New details surrounding the helicopter crash that killed Kobe Bryant, his daughter Gianna, as well as seven others, reveals the pilot could have misperceived the angles at which he was flying in the thick of the fog that morning.
According to documents, which were released on Wednesday (June 17), federal investigators revealed that Ara Zobayan, 50, was attempting to get above clouds for better visibility when he was actually descending moments before the crash on January 26. "Calculated apparent angles at this time show that the pilot could have misperceived both pitch and roll angles," the National Transportation Safety Board (NTSB) stated in the report, which consisted of 1,700 pages of interviews and various facts. "During the final descent the pilot, responding to [air traffic control], stated that they were 'climbing to four thousand.'" A final report on the cause is expected later this year.

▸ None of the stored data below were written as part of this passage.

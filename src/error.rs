//! Error types for databricks-mcp.
//!
//! Defines the error enum returned by every tool invocation. Every variant is
//! terminal for the invocation that produced it.

use std::fmt;
use std::time::Duration;

use thiserror::Error;

use crate::client::{ApiError, StatementState};

/// The remote call that failed, for error reporting.
#[derive(Debug, Clone, Copy, PartialEq, Eq)]
pub enum RemoteOperation {
    ListCatalogs,
    ListSchemas,
    ListTables,
    GetTable,
    ListWarehouses,
    Submit,
    StatusFetch,
    ChunkFetch,
}

impl RemoteOperation {
    /// Returns a human-readable description of the operation.
    pub fn as_str(&self) -> &'static str {
        match self {
            Self::ListCatalogs => "listing catalogs",
            Self::ListSchemas => "listing schemas",
            Self::ListTables => "listing tables",
            Self::GetTable => "getting table",
            Self::ListWarehouses => "listing SQL warehouses",
            Self::Submit => "submitting statement",
            Self::StatusFetch => "getting statement status",
            Self::ChunkFetch => "getting statement result chunk",
        }
    }
}

impl fmt::Display for RemoteOperation {
    fn fmt(&self, f: &mut fmt::Formatter<'_>) -> fmt::Result {
        f.write_str(self.as_str())
    }
}

/// Main error type for tool invocations.
#[derive(Error, Debug)]
pub enum McpError {
    /// Missing or malformed parameter. No remote call was attempted.
    #[error("{0}")]
    Validation(String),

    /// The table name pattern did not compile.
    #[error("invalid table name pattern '{pattern}'")]
    Filter {
        pattern: String,
        #[source]
        source: regex::Error,
    },

    /// Warehouse listing came back empty.
    #[error("no SQL warehouses available")]
    NoWarehouseAvailable,

    /// Network, auth or service failure on a remote call.
    #[error("error {operation}")]
    RemoteCall {
        operation: RemoteOperation,
        #[source]
        source: ApiError,
    },

    /// The remote service reported the statement as failed.
    #[error("error executing the statement, current status {state}: {message}")]
    StatementExecution {
        message: String,
        state: StatementState,
    },

    /// The poll budget ran out while the statement was still in progress.
    #[error("statement did not finish within {}s, current status {state}, canceled execution", .budget.as_secs())]
    Timeout {
        budget: Duration,
        state: StatementState,
    },

    /// The caller canceled the invocation.
    #[error("statement execution canceled by caller, last status {}", .state.as_ref().map(|s| s.as_str()).unwrap_or("UNSUBMITTED"))]
    Canceled { state: Option<StatementState> },

    /// The progress sink rejected an event; the caller is gone.
    #[error("progress notification failed: {0}")]
    Disconnected(String),

    /// Configuration errors (invalid config file, missing workspace host, etc.)
    #[error("{0}")]
    Config(String),

    /// Internal errors (serialization failures, unexpected states).
    #[error("{0}")]
    Internal(String),
}

impl McpError {
    /// Creates a validation error with the given message.
    pub fn validation(msg: impl Into<String>) -> Self {
        Self::Validation(msg.into())
    }

    /// Wraps a client error with the remote operation that produced it.
    pub fn remote(operation: RemoteOperation, source: ApiError) -> Self {
        Self::RemoteCall { operation, source }
    }

    /// Creates a configuration error with the given message.
    pub fn config(msg: impl Into<String>) -> Self {
        Self::Config(msg.into())
    }

    /// Creates an internal error with the given message.
    pub fn internal(msg: impl Into<String>) -> Self {
        Self::Internal(msg.into())
    }

    /// Returns the error category as a string for display purposes.
    pub fn category(&self) -> &'static str {
        match self {
            Self::Validation(_) => "Validation Error",
            Self::Filter { .. } => "Filter Error",
            Self::NoWarehouseAvailable => "No Warehouse Available",
            Self::RemoteCall { operation, .. } => match operation {
                RemoteOperation::Submit => "Submission Error",
                RemoteOperation::StatusFetch => "Status Fetch Error",
                RemoteOperation::ChunkFetch => "Chunk Fetch Error",
                _ => "Remote Call Error",
            },
            Self::StatementExecution { .. } => "Statement Execution Error",
            Self::Timeout { .. } => "Timeout Error",
            Self::Canceled { .. } => "Canceled",
            Self::Disconnected(_) => "Disconnected",
            Self::Config(_) => "Configuration Error",
            Self::Internal(_) => "Internal Error",
        }
    }

    /// Returns the messages of the underlying causes, outermost first.
    pub fn cause_chain(&self) -> Vec<String> {
        let mut causes = Vec::new();
        let mut current = std::error::Error::source(self);
        while let Some(cause) = current {
            causes.push(cause.to_string());
            current = cause.source();
        }
        causes
    }
}

/// Result type alias using McpError.
pub type Result<T> = std::result::Result<T, McpError>;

Experts in the case went on to reveal that Zobayan was "disoriented" as the group attempted to make their way to a girls basketball tournament on a hillside of Calabasas. Zobayan was informed the evening before by text message that "weather could be an issue" via the flight coordinator who arranged the trip. He replied to the message the next morning to argue that the weather was "looking OK." The crash occurred just 90 minutes later.
Despite the incident, the pilot had a whopping 8,200 hours of flying experience under his belt, with a roster of flight attendees, including Los Angeles Clippers player Kawhi Leonard and Kylie Jenner. Interestingly enough, the aircraft did not have a black box, which is a recording device that could have offered investigators with information in the moments before a potential crash. While it wasn't required to carry one, the NTSB recently urged six of the largest helicopter manufacturers to install the device. Since the crash, the star's widow, Vanessa, has sued Island Express for wrongful death for its involvement with the Siikorsky S-76B helicopter. Additionally, she has taken legal action against the Los Angeles County Sheriff's Department for sharing photos of the devastating crash site.